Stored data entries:
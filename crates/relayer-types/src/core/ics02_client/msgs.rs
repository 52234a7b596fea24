//! Definitions of the client messages that a relayer submits to a chain. See:
//! <https://github.com/cosmos/ibc/tree/master/spec/core/ics-002-client-semantics#create>.

use serde_derive::{Deserialize, Serialize};

use crate::core::ics02_client::client_state::ClientState;
use crate::core::ics02_client::consensus_state::ConsensusState;
use crate::core::ics02_client::header::Header;
use crate::core::ics24_host::identifier::ClientId;
use crate::signer::Signer;

/// A type of message that triggers the creation of a new on-chain (IBC) client.
#[derive(Clone, Debug, PartialEq, Eq, Serialize, Deserialize)]
pub struct MsgCreateClient {
    pub client_state: ClientState,
    pub consensus_state: ConsensusState,
    pub signer: Signer,
}

impl MsgCreateClient {
    pub fn new(client_state: ClientState, consensus_state: ConsensusState, signer: Signer) -> Self {
        MsgCreateClient {
            client_state,
            consensus_state,
            signer,
        }
    }
}

/// A type of message that triggers the update of an on-chain (IBC) client with new headers.
#[derive(Clone, Debug, PartialEq, Eq, Serialize, Deserialize)]
pub struct MsgUpdateClient {
    pub client_id: ClientId,
    pub header: Header,
    pub signer: Signer,
}

impl MsgUpdateClient {
    pub fn new(client_id: ClientId, header: Header, signer: Signer) -> Self {
        MsgUpdateClient {
            client_id,
            header,
            signer,
        }
    }
}
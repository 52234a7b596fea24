use core::fmt::{Display, Error as FmtError, Formatter};
use core::str::FromStr;

use serde_derive::{Deserialize, Serialize};

use crate::core::ics04_channel::error::Error;
use crate::core::ics04_channel::version::Version;
use crate::core::ics24_host::identifier::{ChannelId, ConnectionId, PortId};

#[derive(Clone, Debug, PartialEq, Eq, Hash, Serialize, Deserialize)]
pub struct IdentifiedChannelEnd {
    pub port_id: PortId,
    pub channel_id: ChannelId,
    pub channel_end: ChannelEnd,
}

impl IdentifiedChannelEnd {
    pub fn new(port_id: PortId, channel_id: ChannelId, channel_end: ChannelEnd) -> Self {
        IdentifiedChannelEnd {
            port_id,
            channel_id,
            channel_end,
        }
    }
}

#[derive(Clone, Debug, PartialEq, Eq, Hash, Serialize, Deserialize)]
pub struct ChannelEnd {
    pub state: State,
    pub ordering: Order,
    pub remote: Counterparty,
    pub connection_hops: Vec<ConnectionId>,
    pub version: Version,
}

impl Display for ChannelEnd {
    fn fmt(&self, f: &mut Formatter<'_>) -> Result<(), FmtError> {
        write!(
            f,
            "ChannelEnd {{ state: {}, ordering: {}, remote: {}, connection_hops: [{}], version: {} }}",
            self.state,
            self.ordering,
            self.remote,
            self.connection_hops
                .iter()
                .map(|hop| hop.to_string())
                .collect::<Vec<_>>()
                .join(", "),
            self.version
        )
    }
}

impl ChannelEnd {
    /// Creates a new ChannelEnd in state Uninitialized and other fields parametrized.
    pub fn new(
        state: State,
        ordering: Order,
        remote: Counterparty,
        connection_hops: Vec<ConnectionId>,
        version: Version,
    ) -> Self {
        Self {
            state,
            ordering,
            remote,
            connection_hops,
            version,
        }
    }

    /// An uninitialized channel end, as returned when querying a channel
    /// that does not exist on chain.
    pub fn uninitialized(port_id: PortId) -> Self {
        Self::new(
            State::Uninitialized,
            Order::default(),
            Counterparty::new(port_id, None),
            Vec::new(),
            Version::empty(),
        )
    }

    /// Updates the ChannelEnd to assume a new State 's'.
    pub fn set_state(&mut self, s: State) {
        self.state = s;
    }

    pub fn set_version(&mut self, v: Version) {
        self.version = v;
    }

    pub fn set_counterparty_channel_id(&mut self, c: ChannelId) {
        self.remote.channel_id = Some(c);
    }

    /// Returns `true` if this `ChannelEnd` is in state [`State::Open`].
    pub fn is_open(&self) -> bool {
        self.state_matches(&State::Open)
    }

    pub fn is_closed(&self) -> bool {
        self.state_matches(&State::Closed)
    }

    pub fn state(&self) -> &State {
        &self.state
    }

    pub fn ordering(&self) -> &Order {
        &self.ordering
    }

    pub fn counterparty(&self) -> &Counterparty {
        &self.remote
    }

    pub fn connection_hops(&self) -> &Vec<ConnectionId> {
        &self.connection_hops
    }

    pub fn version(&self) -> &Version {
        &self.version
    }

    /// Helper function to compare the state of this end with another state.
    pub fn state_matches(&self, other: &State) -> bool {
        self.state.eq(other)
    }

    /// Helper function to compare the order of this end with another order.
    pub fn order_matches(&self, other: &Order) -> bool {
        self.ordering.eq(other)
    }

    pub fn connection_hops_matches(&self, other: &Vec<ConnectionId>) -> bool {
        self.connection_hops.eq(other)
    }

    pub fn counterparty_matches(&self, other: &Counterparty) -> bool {
        self.counterparty().eq(other)
    }

    pub fn version_matches(&self, other: &Version) -> bool {
        self.version().eq(other)
    }
}

#[derive(Clone, Debug, PartialEq, Eq, Hash, Serialize, Deserialize)]
pub struct Counterparty {
    pub port_id: PortId,
    pub channel_id: Option<ChannelId>,
}

impl Counterparty {
    pub fn new(port_id: PortId, channel_id: Option<ChannelId>) -> Self {
        Self {
            port_id,
            channel_id,
        }
    }

    pub fn port_id(&self) -> &PortId {
        &self.port_id
    }

    pub fn channel_id(&self) -> Option<&ChannelId> {
        self.channel_id.as_ref()
    }
}

impl Display for Counterparty {
    fn fmt(&self, f: &mut Formatter<'_>) -> Result<(), FmtError> {
        match &self.channel_id {
            Some(channel_id) => write!(
                f,
                "Counterparty(port_id: {}, channel_id: {})",
                self.port_id, channel_id
            ),
            None => write!(
                f,
                "Counterparty(port_id: {}, channel_id: None)",
                self.port_id
            ),
        }
    }
}

/// Represents the channel ordering.
#[derive(Copy, Clone, Debug, Default, PartialEq, Eq, Hash, Serialize, Deserialize)]
#[serde(rename_all = "lowercase")]
pub enum Order {
    #[default]
    Unordered = 1,
    Ordered = 2,
}

impl Display for Order {
    fn fmt(&self, f: &mut Formatter<'_>) -> Result<(), FmtError> {
        write!(f, "{}", self.as_str())
    }
}

impl Order {
    /// Yields the Order as a string
    pub fn as_str(&self) -> &'static str {
        match self {
            Self::Unordered => "ORDER_UNORDERED",
            Self::Ordered => "ORDER_ORDERED",
        }
    }

    /// Yields the feature a connection version must advertise for this ordering.
    pub fn feature(&self) -> String {
        self.as_str().to_string()
    }
}

impl FromStr for Order {
    type Err = Error;

    fn from_str(s: &str) -> Result<Self, Self::Err> {
        match s.to_lowercase().trim_start_matches("order_") {
            "unordered" => Ok(Self::Unordered),
            "ordered" => Ok(Self::Ordered),
            _ => Err(Error::unknown_order_type(s.to_string())),
        }
    }
}

#[derive(Copy, Clone, Debug, PartialEq, Eq, Hash, Serialize, Deserialize)]
pub enum State {
    Uninitialized = 0,
    Init = 1,
    TryOpen = 2,
    Open = 3,
    Closed = 4,
}

impl State {
    /// Yields the state as a string
    pub fn as_string(&self) -> &'static str {
        match self {
            Self::Uninitialized => "UNINITIALIZED",
            Self::Init => "INIT",
            Self::TryOpen => "TRYOPEN",
            Self::Open => "OPEN",
            Self::Closed => "CLOSED",
        }
    }

    // Parses the State out from a i32.
    pub fn from_i32(s: i32) -> Result<Self, Error> {
        match s {
            0 => Ok(Self::Uninitialized),
            1 => Ok(Self::Init),
            2 => Ok(Self::TryOpen),
            3 => Ok(Self::Open),
            4 => Ok(Self::Closed),
            _ => Err(Error::unknown_state(s)),
        }
    }

    /// Returns whether or not this channel state is `Open`.
    pub fn is_open(self) -> bool {
        self == State::Open
    }

    /// Returns whether or not the channel with this state
    /// has progressed less or the same than the argument.
    ///
    /// # Example
    /// ```rust,ignore
    /// assert!(State::Init.less_or_equal_progress(State::Open));
    /// assert!(State::TryOpen.less_or_equal_progress(State::TryOpen));
    /// assert!(!State::Closed.less_or_equal_progress(State::Open));
    /// ```
    pub fn less_or_equal_progress(self, other: Self) -> bool {
        self as u32 <= other as u32
    }
}

/// Provides a `to_string` method.
impl Display for State {
    fn fmt(&self, f: &mut Formatter<'_>) -> Result<(), FmtError> {
        write!(f, "{}", self.as_string())
    }
}

#[cfg(test)]
mod tests {
    use core::str::FromStr;

    use test_log::test;

    use super::{ChannelEnd, Order, State};
    use crate::core::ics24_host::identifier::PortId;

    #[test]
    fn parse_channel_ordering_type() {
        struct Test {
            ordering: &'static str,
            want_res: Option<Order>,
        }

        let tests: Vec<Test> = vec![
            Test {
                ordering: "ORDER_UNORDERED",
                want_res: Some(Order::Unordered),
            },
            Test {
                ordering: "ORDER_ORDERED",
                want_res: Some(Order::Ordered),
            },
            Test {
                ordering: "ordered",
                want_res: Some(Order::Ordered),
            },
            Test {
                ordering: "UNORDERED",
                want_res: Some(Order::Unordered),
            },
            Test {
                ordering: "UNINITIALIZED",
                want_res: None,
            },
        ];

        for test in tests {
            match Order::from_str(test.ordering) {
                Ok(res) => {
                    assert!(test.want_res.is_some());
                    assert_eq!(test.want_res, Some(res));
                }
                Err(_) => assert!(test.want_res.is_none(), "parse failed"),
            }
        }
    }

    #[test]
    fn channel_state_progress() {
        assert!(State::Init.less_or_equal_progress(State::Open));
        assert!(State::TryOpen.less_or_equal_progress(State::TryOpen));
        assert!(!State::Closed.less_or_equal_progress(State::Open));
        assert!(State::from_i32(9).is_err());
    }

    #[test]
    fn uninitialized_channel_end() {
        let end = ChannelEnd::uninitialized(PortId::transfer());

        assert!(!end.is_open());
        assert!(!end.is_closed());
        assert_eq!(end.state(), &State::Uninitialized);
        assert_eq!(end.counterparty().channel_id(), None);
    }

    #[test]
    fn ordering_serializes_lowercase() {
        let json = serde_json::to_string(&Order::Ordered).unwrap();
        assert_eq!(json, "\"ordered\"");
    }
}
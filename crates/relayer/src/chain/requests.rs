use core::fmt::{Display, Error as FmtError, Formatter};

use serde::{Deserialize, Serialize};

use ibc_relay_types::core::ics04_channel::packet::Sequence;
use ibc_relay_types::core::ics24_host::identifier::{ChannelId, ClientId, ConnectionId, PortId};
use ibc_relay_types::events::IbcEventType;
use ibc_relay_types::Height;

/// Defines a type to be used in select requests to specify whether or not a proof should be
/// returned along with the response.
#[derive(Clone, Copy, Debug, PartialEq, Eq, Serialize, Deserialize)]
pub enum IncludeProof {
    Yes,
    No,
}

impl IncludeProof {
    pub fn to_bool(&self) -> bool {
        *self == IncludeProof::Yes
    }
}

/// The height at which a query is answered.
#[derive(Clone, Copy, Debug, PartialEq, Eq, Serialize, Deserialize)]
pub enum QueryHeight {
    Latest,
    Specific(Height),
}

impl QueryHeight {
    /// Resolves `Latest` to the given height.
    pub fn or(self, latest: Height) -> Height {
        match self {
            QueryHeight::Latest => latest,
            QueryHeight::Specific(height) => height,
        }
    }
}

impl Display for QueryHeight {
    fn fmt(&self, f: &mut Formatter<'_>) -> Result<(), FmtError> {
        match self {
            QueryHeight::Latest => write!(f, "latest height"),
            QueryHeight::Specific(height) => write!(f, "{height}"),
        }
    }
}

impl From<Height> for QueryHeight {
    fn from(height: Height) -> Self {
        QueryHeight::Specific(height)
    }
}

#[derive(Clone, Debug, PartialEq, Eq, Serialize, Deserialize)]
pub struct QueryClientStateRequest {
    pub client_id: ClientId,
    pub height: QueryHeight,
}

#[derive(Clone, Debug, PartialEq, Eq, Serialize, Deserialize)]
pub struct QueryConsensusStateRequest {
    pub client_id: ClientId,
    pub consensus_height: Height,
    pub query_height: QueryHeight,
}

#[derive(Clone, Debug, PartialEq, Eq, Serialize, Deserialize)]
pub struct QueryConsensusStateHeightsRequest {
    pub client_id: ClientId,
}

#[derive(Clone, Debug, PartialEq, Eq, Serialize, Deserialize)]
pub struct QueryConnectionRequest {
    pub connection_id: ConnectionId,
    pub height: QueryHeight,
}

#[derive(Clone, Debug, PartialEq, Eq, Serialize, Deserialize)]
pub struct QueryChannelRequest {
    pub port_id: PortId,
    pub channel_id: ChannelId,
    pub height: QueryHeight,
}

#[derive(Clone, Debug, PartialEq, Eq, Serialize, Deserialize)]
pub struct QueryPacketCommitmentRequest {
    pub port_id: PortId,
    pub channel_id: ChannelId,
    pub sequence: Sequence,
    pub height: QueryHeight,
}

#[derive(Clone, Debug, PartialEq, Eq, Serialize, Deserialize)]
pub struct QueryPacketCommitmentsRequest {
    pub port_id: PortId,
    pub channel_id: ChannelId,
    pub height: QueryHeight,
}

#[derive(Clone, Debug, PartialEq, Eq, Serialize, Deserialize)]
pub struct QueryPacketReceiptRequest {
    pub port_id: PortId,
    pub channel_id: ChannelId,
    pub sequence: Sequence,
    pub height: QueryHeight,
}

/// Of the given sequences, which ones were not yet received on the
/// channel end `port_id`/`channel_id` of the queried chain.
#[derive(Clone, Debug, PartialEq, Eq, Serialize, Deserialize)]
pub struct QueryUnreceivedPacketsRequest {
    pub port_id: PortId,
    pub channel_id: ChannelId,
    pub packet_commitment_sequences: Vec<Sequence>,
}

#[derive(Clone, Debug, PartialEq, Eq, Serialize, Deserialize)]
pub struct QueryPacketAcknowledgementRequest {
    pub port_id: PortId,
    pub channel_id: ChannelId,
    pub sequence: Sequence,
    pub height: QueryHeight,
}

#[derive(Clone, Debug, PartialEq, Eq, Serialize, Deserialize)]
pub struct QueryNextSequenceReceiveRequest {
    pub port_id: PortId,
    pub channel_id: ChannelId,
    pub height: QueryHeight,
}

/// Packet events of type `event_id` emitted by the queried chain for the
/// given channel path and sequences.
#[derive(Clone, Debug, PartialEq, Eq, Serialize, Deserialize)]
pub struct QueryPacketEventDataRequest {
    pub event_id: IbcEventType,
    pub source_channel_id: ChannelId,
    pub source_port_id: PortId,
    pub destination_channel_id: ChannelId,
    pub destination_port_id: PortId,
    pub sequences: Vec<Sequence>,
    pub height: QueryHeight,
}
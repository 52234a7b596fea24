use core::time::Duration;

use flex_error::define_error;

use ibc_relay_types::core::ics04_channel::channel::{Order, State};
use ibc_relay_types::core::ics04_channel::version::Version;
use ibc_relay_types::core::ics24_host::identifier::{
    ChainId, ChannelId, ClientId, ConnectionId, PortId,
};

use crate::error::{Error as RelayerError, ErrorDetail as RelayerErrorDetail};
use crate::foreign_client::{ForeignClientError, ForeignClientErrorDetail};

define_error! {
    ChannelError {
        Relayer
            [ RelayerError ]
            |_| { "relayer error" },

        MissingLocalConnection
            { chain_id: ChainId }
            |e| {
                format_args!("channel constructor failed due to missing connection id on chain id {0}",
                    e.chain_id)
            },

        MissingLocalChannelId
            |_| { "failed due to missing local channel id" },

        MissingCounterpartyChannelId
            |_| { "failed due to missing counterparty channel id" },

        MissingChannelIdFromEvent
            |_| { "cannot extract channel_id from result" },

        MissingEvent
            { description: String }
            |e| { format_args!("no {} event in the transaction result", e.description) },

        NoConnectionHop
            {
                port_id: PortId,
                channel_id: ChannelId,
            }
            |e| {
                format_args!("channel {}/{} has no connection hop", e.port_id, e.channel_id)
            },

        ConnectionNotOpen
            { connection_id: ConnectionId }
            |e| { format_args!("connection {} is not open", e.connection_id) },

        Query
            { chain_id: ChainId }
            [ RelayerError ]
            |e| { format_args!("failed during a query to chain id {0}", e.chain_id) },

        ChannelQuery
            {
                port_id: PortId,
                channel_id: ChannelId,
            }
            [ RelayerError ]
            |e| {
                format_args!("failed to query the channel end {}/{}", e.port_id, e.channel_id)
            },

        Submit
            { chain_id: ChainId }
            [ RelayerError ]
            |e| {
                format_args!("failed during a transaction submission step to chain id {0}",
                    e.chain_id)
            },

        ClientOperation
            {
                client_id: ClientId,
                chain_id: ChainId,
            }
            [ ForeignClientError ]
            |e| {
                format_args!("failed during an operation on client ({0}) hosted by chain ({1})",
                    e.client_id, e.chain_id)
            },

        OrderingMismatch
            {
                chain_id: ChainId,
                expected: Order,
                actual: Order,
            }
            |e| {
                format_args!("channel end on chain {} is {} while {} was requested",
                    e.chain_id, e.actual, e.expected)
            },

        VersionMismatch
            {
                chain_id: ChainId,
                expected: Version,
                actual: Version,
            }
            |e| {
                format_args!("channel end on chain {} has version '{}' while '{}' was requested",
                    e.chain_id, e.actual, e.expected)
            },

        UnexpectedStates
            {
                a_state: State,
                b_state: State,
            }
            |e| {
                format_args!("the channel handshake cannot proceed from the state combination {} / {}",
                    e.a_state, e.b_state)
            },

        HandshakeFinalize
            |_| { "channel handshake did not finish" },

        MaxRetry
            {
                description: String,
                tries: u64,
                total_delay: Duration,
                reason: String,
            }
            |e| {
                format_args!("error after maximum retry of {} and total delay of {}s: {}: {}",
                    e.tries, e.total_delay.as_secs(), e.description, e.reason)
            },
    }
}

impl ChannelError {
    pub fn is_connectivity(&self) -> bool {
        self.detail().is_connectivity()
    }

    pub fn is_protocol(&self) -> bool {
        self.detail().is_protocol()
    }
}

impl ChannelErrorDetail {
    fn relayer_source(&self) -> Option<&RelayerErrorDetail> {
        match self {
            Self::Relayer(e) => Some(&e.source),
            Self::Query(e) => Some(&e.source),
            Self::ChannelQuery(e) => Some(&e.source),
            Self::Submit(e) => Some(&e.source),
            _ => None,
        }
    }

    pub fn is_connectivity(&self) -> bool {
        match self {
            Self::MaxRetry(_) => true,
            Self::ClientOperation(e) => ForeignClientErrorDetail::is_connectivity(&e.source),
            _ => self
                .relayer_source()
                .map_or(false, RelayerErrorDetail::is_connectivity),
        }
    }

    pub fn is_protocol(&self) -> bool {
        !self.is_connectivity()
    }
}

To do ->
In your reply, restate exactly the lines from the start of the records above through the line holding "ChannelId, channel_end: ChannelEnd)", including both, and nothing else.

Answer box ->
filename crates/relayer-types/src/core/ics02_client/msgs.rs
repository 52234a7b596fea24
//! Definitions of the client messages that a relayer submits to a chain. See:
//! <https://github.com/cosmos/ibc/tree/master/spec/core/ics-002-client-semantics#create>.

use serde_derive::{Deserialize, Serialize};

use crate::core::ics02_client::client_state::ClientState;
use crate::core::ics02_client::consensus_state::ConsensusState;
use crate::core::ics02_client::header::Header;
use crate::core::ics24_host::identifier::ClientId;
use crate::signer::Signer;

/// A type of message that triggers the creation of a new on-chain (IBC) client.
#[derive(Clone, Debug, PartialEq, Eq, Serialize, Deserialize)]
pub struct MsgCreateClient {
    pub client_state: ClientState,
    pub consensus_state: ConsensusState,
    pub signer: Signer,
}

impl MsgCreateClient {
    pub fn new(client_state: ClientState, consensus_state: ConsensusState, signer: Signer) -> Self {
        MsgCreateClient {
            client_state,
            consensus_state,
            signer,
        }
    }
}

/// A type of message that triggers the update of an on-chain (IBC) client with new headers.
#[derive(Clone, Debug, PartialEq, Eq, Serialize, Deserialize)]
pub struct MsgUpdateClient {
    pub client_id: ClientId,
    pub header: Header,
    pub signer: Signer,
}

impl MsgUpdateClient {
    pub fn new(client_id: ClientId, header: Header, signer: Signer) -> Self {
        MsgUpdateClient {
            client_id,
            header,
            signer,
        }
    }
}
repository 52234a7b596fea24
use core::fmt::{Display, Error as FmtError, Formatter};
use core::str::FromStr;

use serde_derive::{Deserialize, Serialize};

use crate::core::ics04_channel::error::Error;
use crate::core::ics04_channel::version::Version;
use crate::core::ics24_host::identifier::{ChannelId, ConnectionId, PortId};

#[derive(Clone, Debug, PartialEq, Eq, Hash, Serialize, Deserialize)]
pub struct IdentifiedChannelEnd {
    pub port_id: PortId,
    pub channel_id: ChannelId,
    pub channel_end: ChannelEnd,
}

impl IdentifiedChannelEnd {
    pub fn new(port_id: PortId, channel_id: ChannelId, channel_end: ChannelEnd) -> Self {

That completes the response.